## PROBLEM DESCRIPTION
Wherever a line in the records contains the word "everything", return that line.

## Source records
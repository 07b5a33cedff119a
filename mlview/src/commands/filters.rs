use clap::Args;
use medialane_core::models::{Criteria, PageRequest, RangeError, Selection, SortKey, TimeRange};
use time::{OffsetDateTime, format_description::well_known::Rfc3339};

/// The filter criteria, as command-line flags
#[derive(Args, Debug, Clone, Default)]
pub struct FilterArgs {
    /// Free text matched against names, titles and creators
    #[arg(short, long, default_value = "")]
    pub query: String,

    /// Keep only this category, license type or payment direction ("all" keeps everything)
    #[arg(long, default_value = "all")]
    pub category: Selection,

    /// Keep only this status ("all" keeps everything)
    #[arg(long, default_value = "all")]
    pub status: Selection,

    /// price-high, price-low, recent, oldest or popularity (unknown keys sort by recency)
    #[arg(short, long)]
    pub sort: Option<SortKey>,

    /// Keep records created at or after this RFC 3339 instant
    #[arg(long, value_parser = parse_instant)]
    pub after: Option<OffsetDateTime>,

    /// Keep records created at or before this RFC 3339 instant
    #[arg(long, value_parser = parse_instant)]
    pub before: Option<OffsetDateTime>,
}

impl FilterArgs {
    /// Build the criteria, sorting by `default_sort` unless `--sort` was given
    pub fn criteria(&self, default_sort: SortKey) -> Result<Criteria, RangeError> {
        Ok(Criteria {
            query: self.query.clone(),
            category: self.category.clone(),
            status: self.status.clone(),
            sort: self.sort.unwrap_or(default_sort),
            range: TimeRange::new(self.after, self.before)?,
        })
    }
}

fn parse_instant(s: &str) -> Result<OffsetDateTime, time::error::Parse> {
    OffsetDateTime::parse(s, &Rfc3339)
}

/// Pagination flags
#[derive(Args, Debug, Clone, Default)]
pub struct PageArgs {
    /// The 1-based page to print
    #[arg(short, long, default_value_t = 1)]
    pub page: usize,

    /// Records per page (0 or absent means the configured page size)
    #[arg(long)]
    pub per_page: Option<usize>,
}

impl PageArgs {
    pub fn request(&self, default_per_page: usize) -> PageRequest {
        let per_page = self.per_page.filter(|&n| n > 0).unwrap_or(default_per_page);
        PageRequest::new(self.page, per_page).normalized()
    }
}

## SOLUTION TO THIS TASK
    /// Keep only this category, license type or payment direction ("all" keeps everything)
    /// Keep only this status ("all" keeps everything)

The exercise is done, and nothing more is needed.